Singapore & Germany Forge Blockchain Alliance: Central Banks Seal Tokenized Asset Settlement Deal
Two financial powerhouses just rewired the future of cross-border payments—no SWIFT, no intermediaries, just blockchain rails.
Tokenization Goes Global
The Monetary Authority of Singapore (MAS) and Germany’s Bundesbank inked a landmark MoU today, linking their digital asset infrastructures. Tokenized bonds, forex, and securities can now move between jurisdictions at near-zero settlement latency.
Why This Burns the Old Playbook
Traditional correspondent banking—with its 3-day waits and 5% fees—just got a silent funeral. The pilot will use wholesale CBDCs and private stablecoins, sidestepping legacy systems entirely. (Take that, SWIFT.)
The Cynic’s Corner
Banks love ‘innovation’ when it means cutting costs—not so much when DeFi threatens their 20% profit margins. Watch how fast ‘collaboration’ turns to regulation once crypto bypasses their toll booths.
The Monetary Authority of Singapore (MAS) and Deutsche Bundesbank have signed a memorandum of understanding to collaborate on cross-border digital asset settlement, aiming to reduce costs and processing times for international transactions between the two countries, according to an announcement Wednesday.
The agreement commits both central banks to fostering development of new settlement solutions for cross-border transfers and promoting common standards for payments, foreign exchange, and securities flows involving tokenised assets to enhance interoperability across digital platforms, according to a statement on Thursday.
The partnership builds on MAS' Project Guardian, an initiative bringing together policymakers and financial institutions to improve market liquidity and efficiency through asset tokenisation. The collaboration aims to strengthen financial connectivity between Singapore and Germany while laying groundwork for future digital financial infrastructure.

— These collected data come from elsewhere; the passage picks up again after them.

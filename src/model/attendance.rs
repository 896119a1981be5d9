use chrono::{NaiveDate, NaiveDateTime};
use serde::{Deserialize, Serialize};

use crate::error::{Error, Result};
use crate::metrics::aggregate::rate;

labeled_enum! {
    /// Attendance mark for one student on one day.
    AttendanceStatus, "attendance status" {
        Present => "present",
        Absent => "absent",
        Late => "late",
        Excused => "excused",
    }
}

impl AttendanceStatus {
    /// Present and late both count towards the attendance rate.
    pub fn counts_as_attended(&self) -> bool {
        matches!(self, AttendanceStatus::Present | AttendanceStatus::Late)
    }
}

labeled_enum! {
    /// Lifecycle of a scheduled class session.
    EventStatus, "event status" {
        Scheduled => "scheduled",
        Ongoing => "ongoing",
        Completed => "completed",
        Cancelled => "cancelled",
    }
}

impl Default for EventStatus {
    fn default() -> Self {
        EventStatus::Scheduled
    }
}

/// One student's attendance on one calendar date.
#[derive(Debug, Clone, PartialEq, Serialize, Deserialize)]
#[serde(rename_all = "camelCase")]
pub struct AttendanceRecord {
    #[serde(default)]
    pub id: String,
    pub student_id: String,
    pub student_name: String,
    pub class_id: String,
    #[serde(default)]
    pub class_name: String,
    pub date: NaiveDate,
    pub status: AttendanceStatus,
    #[serde(default)]
    pub time_in: Option<String>,
    #[serde(default)]
    pub time_out: Option<String>,
    #[serde(default)]
    pub notes: Option<String>,
    #[serde(default)]
    pub marked_by: Option<String>,
    #[serde(default)]
    pub marked_at: Option<NaiveDateTime>,
    #[serde(default)]
    pub updated_at: Option<NaiveDateTime>,
}

/// A class session with aggregated attendance counts.
#[derive(Debug, Clone, PartialEq, Serialize, Deserialize)]
#[serde(rename_all = "camelCase")]
pub struct AttendanceEvent {
    #[serde(default)]
    pub id: String,
    pub title: String,
    pub class_id: String,
    #[serde(default)]
    pub class_name: String,
    #[serde(default)]
    pub subject: Option<String>,
    #[serde(default)]
    pub teacher_name: Option<String>,
    pub date: NaiveDate,
    pub total_students: u32,
    #[serde(default)]
    pub present_count: u32,
    #[serde(default)]
    pub absent_count: u32,
    #[serde(default)]
    pub late_count: u32,
    #[serde(default)]
    pub excused_count: u32,
    #[serde(default)]
    pub attendance_rate: f64,
    #[serde(default)]
    pub status: EventStatus,
}

impl AttendanceEvent {
    /// Replace all four counts and recompute the attendance rate.
    pub fn set_counts(&mut self, present: u32, absent: u32, late: u32, excused: u32) {
        self.present_count = present;
        self.absent_count = absent;
        self.late_count = late;
        self.excused_count = excused;
        self.recompute_rate();
    }

    pub fn recompute_rate(&mut self) {
        self.attendance_rate = rate(
            self.present_count as u64 + self.late_count as u64,
            self.total_students as u64,
        );
    }

    pub fn counted(&self) -> u64 {
        [
            self.present_count,
            self.absent_count,
            self.late_count,
            self.excused_count,
        ]
        .iter()
        .map(|&c| c as u64)
        .sum()
    }

    /// The four counts must partition `total_students`.
    pub fn validate(&self) -> Result<()> {
        if self.counted() != self.total_students as u64 {
            return Err(Error::invalid(
                &self.id,
                format!(
                    "attendance counts sum to {} but total_students is {}",
                    self.counted(),
                    self.total_students
                ),
            ));
        }
        Ok(())
    }
}

/// Per-student roll-up shown in the student detail dialog.
#[derive(Debug, Clone, PartialEq, Serialize)]
pub struct StudentAttendanceSummary {
    pub student_id: String,
    pub student_name: String,
    pub class_id: String,
    pub total_days: u64,
    pub present: u64,
    pub absent: u64,
    pub late: u64,
    pub excused: u64,
    pub attendance_rate: f64,
}

/// Subject of the attendance detail dialog.
#[derive(Debug, Clone, PartialEq, Serialize)]
#[serde(tag = "kind", rename_all = "snake_case")]
pub enum AttendanceDetail {
    Record(AttendanceRecord),
    Event(AttendanceEvent),
    StudentSummary(StudentAttendanceSummary),
}

impl AttendanceDetail {
    pub fn kind(&self) -> &'static str {
        match self {
            AttendanceDetail::Record(_) => "record",
            AttendanceDetail::Event(_) => "event",
            AttendanceDetail::StudentSummary(_) => "student_summary",
        }
    }

    /// Dialog heading.
    pub fn title(&self) -> String {
        match self {
            AttendanceDetail::Record(r) => format!("{} ({})", r.student_name, r.date),
            AttendanceDetail::Event(e) => format!("{} ({})", e.title, e.date),
            AttendanceDetail::StudentSummary(s) => s.student_name.clone(),
        }
    }

    /// Headline rate for the dialog, if the subject carries one.
    pub fn attendance_rate(&self) -> Option<f64> {
        match self {
            AttendanceDetail::Record(_) => None,
            AttendanceDetail::Event(e) => Some(e.attendance_rate),
            AttendanceDetail::StudentSummary(s) => Some(s.attendance_rate),
        }
    }
}
//! Classroom records: attendance, homework, marks and schedule.
//!
//! Records reference classes, teachers and students by id plus a
//! denormalized display name; nothing here enforces referential integrity.

/// Declares a closed set of lowercase string labels with `as_str`,
/// `Display`, `FromStr` and serde support.
macro_rules! labeled_enum {
    ($(#[$meta:meta])* $name:ident, $kind:literal { $($variant:ident => $label:literal),+ $(,)? }) => {
        $(#[$meta])*
        #[derive(Debug, Clone, Copy, PartialEq, Eq, Hash, serde::Serialize, serde::Deserialize)]
        pub enum $name {
            $(
                #[serde(rename = $label)]
                $variant,
            )+
        }

        impl $name {
            pub const ALL: &'static [$name] = &[$($name::$variant),+];

            pub fn as_str(&self) -> &'static str {
                match self {
                    $($name::$variant => $label,)+
                }
            }
        }

        impl std::fmt::Display for $name {
            fn fmt(&self, f: &mut std::fmt::Formatter<'_>) -> std::fmt::Result {
                f.pad(self.as_str())
            }
        }

        impl std::str::FromStr for $name {
            type Err = crate::error::Error;

            fn from_str(s: &str) -> crate::error::Result<Self> {
                let needle = s.trim().to_lowercase().replace('-', "_");
                $name::ALL
                    .iter()
                    .copied()
                    .find(|v| v.as_str() == needle)
                    .ok_or_else(|| crate::error::Error::UnknownValue {
                        kind: $kind,
                        value: s.to_string(),
                    })
            }
        }
    };
}

pub mod attendance;
pub mod homework;
pub mod marks;
pub mod schedule;

pub use attendance::*;
pub use homework::*;
pub use marks::*;
pub use schedule::*;
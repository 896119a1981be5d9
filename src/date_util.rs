use chrono::{Datelike, Days, Duration, NaiveDate, NaiveTime, Weekday};

use crate::error::{Error, Result};

/// Get the last day of a given month.
pub fn last_day_of_month(year: i32, month: u32) -> Option<NaiveDate> {
    let first_of_next = if month == 12 {
        NaiveDate::from_ymd_opt(year + 1, 1, 1)
    } else {
        NaiveDate::from_ymd_opt(year, month + 1, 1)
    };
    first_of_next.map(|d| d - Duration::days(1))
}

/// Today's date in the local calendar.
pub fn local_today() -> NaiveDate {
    chrono::Local::now().date_naive()
}

/// Parse a `YYYY-MM-DD` calendar date.
pub fn parse_date(s: &str) -> Result<NaiveDate> {
    NaiveDate::parse_from_str(s.trim(), "%Y-%m-%d")
        .map_err(|_| Error::InvalidDate(format!("expected YYYY-MM-DD, got '{s}'")))
}

/// Parse an `HH:MM` clock time.
pub fn parse_clock(s: &str) -> Result<NaiveTime> {
    NaiveTime::parse_from_str(s.trim(), "%H:%M")
        .map_err(|_| Error::InvalidTime(format!("expected HH:MM, got '{s}'")))
}

/// Hours between two clock times. Zero when `end` is not after `start`.
pub fn hours_between(start: NaiveTime, end: NaiveTime) -> f64 {
    let minutes = (end - start).num_minutes();
    if minutes <= 0 {
        0.0
    } else {
        minutes as f64 / 60.0
    }
}

/// The date `days` calendar days before `today`, clamped to the earliest
/// representable date.
pub fn days_before(today: NaiveDate, days: u32) -> NaiveDate {
    today
        .checked_sub_days(Days::new(days as u64))
        .unwrap_or(NaiveDate::MIN)
}

/// Monday and Sunday of the week containing `date`.
pub fn week_bounds(date: NaiveDate) -> (NaiveDate, NaiveDate) {
    let monday = date - Duration::days(date.weekday().num_days_from_monday() as i64);
    (monday, monday + Duration::days(6))
}

/// Lowercase English weekday name, as stored on schedule entries.
pub fn weekday_name(day: Weekday) -> &'static str {
    match day {
        Weekday::Mon => "monday",
        Weekday::Tue => "tuesday",
        Weekday::Wed => "wednesday",
        Weekday::Thu => "thursday",
        Weekday::Fri => "friday",
        Weekday::Sat => "saturday",
        Weekday::Sun => "sunday",
    }
}

/// Weekday name for a calendar date.
pub fn weekday_of(date: NaiveDate) -> &'static str {
    weekday_name(date.weekday())
}

/// Serde adapter for `HH:MM` clock times.
pub mod hhmm {
    use chrono::NaiveTime;
    use serde::{Deserialize, Deserializer, Serializer};

    pub fn serialize<S: Serializer>(time: &NaiveTime, serializer: S) -> Result<S::Ok, S::Error> {
        serializer.serialize_str(&time.format("%H:%M").to_string())
    }

    pub fn deserialize<'de, D: Deserializer<'de>>(deserializer: D) -> Result<NaiveTime, D::Error> {
        let s = String::deserialize(deserializer)?;
        super::parse_clock(&s).map_err(serde::de::Error::custom)
    }
}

"Through this new partnership with the Deutsche Bundesbank on digital asset settlement, we hope to enhance financial connectivity in ways that benefit individuals, corporates and financial market participants in both our economies," said Leong Sing Chiong, MAS deputy managing director for markets and development.
The MoU was signed at the Singapore FinTech Festival by Leong alongside Deutsche Bundesbank executive board member Burkhard Balz and director general digital euro Alexandra Hachmeister.
"The partnership with MAS reflects our shared commitment to advancing new financial infrastructures," said Balz. "Together, we aim to foster technological innovation and set new standards for efficiency and interoperability in international payments and securities transactions."
Both central banks emphasized that the collaboration WOULD augment existing economic and financial cooperation between Singapore and Germany, two major financial hubs seeking to advance digital asset infrastructure and cross-border settlement capabilities.